_What the exercise asks:_
Faithfully repeat all of the records, as they are written below.

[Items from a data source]

#####

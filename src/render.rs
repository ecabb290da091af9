//! Drawing helpers for the waveform view
//!
//! The presentation layer draws a filled SVG path from the amplitudes and a
//! vertical marker at the playback position. The terminal front end uses the
//! sparkline instead.

/// Filled SVG path for `points` in a `width` x `height` box
///
/// Each amplitude becomes a vertex at `height - p * height`; the shape is
/// closed along the bottom edge. Returns an empty string for no points.
pub fn wave_path(points: &[f32], width: f32, height: f32) -> String {
    if points.is_empty() {
        return String::new();
    }

    let step = width / points.len() as f32;
    let mut path = format!("M 0 {}", height / 2.0);
    for (i, p) in points.iter().enumerate() {
        let x = i as f32 * step;
        let y = height - p * height;
        path.push_str(&format!(" L {:.2} {:.2}", x, y));
    }
    path.push_str(&format!(" L {} {} L 0 {} Z", width, height, height));
    path
}

/// Horizontal position of the playback marker
pub fn progress_x(progress: f32, width: f32) -> f32 {
    progress.clamp(0.0, 1.0) * width
}

const BARS: [char; 8] = ['▁', '▂', '▃', '▄', '▅', '▆', '▇', '█'];

/// One block character per amplitude
pub fn sparkline(points: &[f32]) -> String {
    points
        .iter()
        .map(|p| {
            let level = (p.clamp(0.0, 1.0) * (BARS.len() - 1) as f32).round() as usize;
            BARS[level]
        })
        .collect()
}

/// Sparkline with the character under `progress` replaced by a marker
pub fn sparkline_with_marker(points: &[f32], progress: f32) -> String {
    if points.is_empty() {
        return String::new();
    }
    let marker = ((progress_x(progress, points.len() as f32)) as usize).min(points.len() - 1);
    sparkline(points)
        .chars()
        .enumerate()
        .map(|(i, c)| if i == marker { '|' } else { c })
        .collect()
}

#[cfg(test)]
mod tests {
    use super::*;

    #[test]
    fn test_empty_path() {
        assert_eq!(wave_path(&[], 300.0, 100.0), "");
    }

    #[test]
    fn test_path_vertices() {
        let path = wave_path(&[0.0, 0.5, 1.0, 0.25], 200.0, 100.0);
        assert_eq!(
            path,
            "M 0 50 L 0.00 100.00 L 50.00 50.00 L 100.00 0.00 L 150.00 75.00 L 200 100 L 0 100 Z"
        );
    }

    #[test]
    fn test_progress_x_is_clamped() {
        assert_eq!(progress_x(0.5, 320.0), 160.0);
        assert_eq!(progress_x(1.5, 320.0), 320.0);
        assert_eq!(progress_x(-0.1, 320.0), 0.0);
    }

    #[test]
    fn test_sparkline_levels() {
        assert_eq!(sparkline(&[0.0, 1.0, 2.0]), "▁██");
        assert_eq!(sparkline(&[]), "");
    }

    #[test]
    fn test_sparkline_marker() {
        assert_eq!(sparkline_with_marker(&[0.0; 4], 0.5), "▁▁|▁");
        assert_eq!(sparkline_with_marker(&[0.0; 4], 1.0), "▁▁▁|");
        assert_eq!(sparkline_with_marker(&[], 0.3), "");
    }
}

#####

_Response to the task:_
filename src/render.rs
repository ecabb290da091af9
//! Drawing helpers for the waveform view
//!
//! The presentation layer draws a filled SVG path from the amplitudes and a
//! vertical marker at the playback position. The terminal front end uses the
//! sparkline instead.

/// Filled SVG path for `points` in a `width` x `height` box
///
/// Each amplitude becomes a vertex at `height - p * height`; the shape is
/// closed along the bottom edge. Returns an empty string for no points.
pub fn wave_path(points: &[f32], width: f32, height: f32) -> String {
    if points.is_empty() {
        return String::new();
    }

    let step = width / points.len() as f32;
    let mut path = format!("M 0 {}", height / 2.0);
    for (i, p) in points.iter().enumerate() {
        let x = i as f32 * step;
        let y = height - p * height;
        path.push_str(&format!(" L {:.2} {:.2}", x, y));
    }
    path.push_str(&format!(" L {} {} L 0 {} Z", width, height, height));
    path
}

/// Horizontal position of the playback marker
pub fn progress_x(progress: f32, width: f32) -> f32 {
    progress.clamp(0.0, 1.0) * width
}

const BARS: [char; 8] = ['▁', '▂', '▃', '▄', '▅', '▆', '▇', '█'];

/// One block character per amplitude
pub fn sparkline(points: &[f32]) -> String {
    points
        .iter()
        .map(|p| {
            let level = (p.clamp(0.0, 1.0) * (BARS.len() - 1) as f32).round() as usize;
            BARS[level]
        })
        .collect()
}

/// Sparkline with the character under `progress` replaced by a marker
pub fn sparkline_with_marker(points: &[f32], progress: f32) -> String {
    if points.is_empty() {
        return String::new();
    }
    let marker = ((progress_x(progress, points.len() as f32)) as usize).min(points.len() - 1);
    sparkline(points)
        .chars()
        .enumerate()
        .map(|(i, c)| if i == marker { '|' } else { c })
        .collect()
}

#[cfg(test)]
mod tests {
    use super::*;

    #[test]
    fn test_empty_path() {
        assert_eq!(wave_path(&[], 300.0, 100.0), "");
    }

    #[test]
    fn test_path_vertices() {
        let path = wave_path(&[0.0, 0.5, 1.0, 0.25], 200.0, 100.0);
        assert_eq!(
            path,
            "M 0 50 L 0.00 100.00 L 50.00 50.00 L 100.00 0.00 L 150.00 75.00 L 200 100 L 0 100 Z"
        );
    }

    #[test]
    fn test_progress_x_is_clamped() {
        assert_eq!(progress_x(0.5, 320.0), 160.0);
        assert_eq!(progress_x(1.5, 320.0), 320.0);
        assert_eq!(progress_x(-0.1, 320.0), 0.0);
    }

    #[test]
    fn test_sparkline_levels() {
        assert_eq!(sparkline(&[0.0, 1.0, 2.0]), "▁██");
        assert_eq!(sparkline(&[]), "");
    }

    #[test]
    fn test_sparkline_marker() {
        assert_eq!(sparkline_with_marker(&[0.0; 4], 0.5), "▁▁|▁");
        assert_eq!(sparkline_with_marker(&[0.0; 4], 1.0), "▁▁▁|");
        assert_eq!(sparkline_with_marker(&[], 0.3), "");
    }
}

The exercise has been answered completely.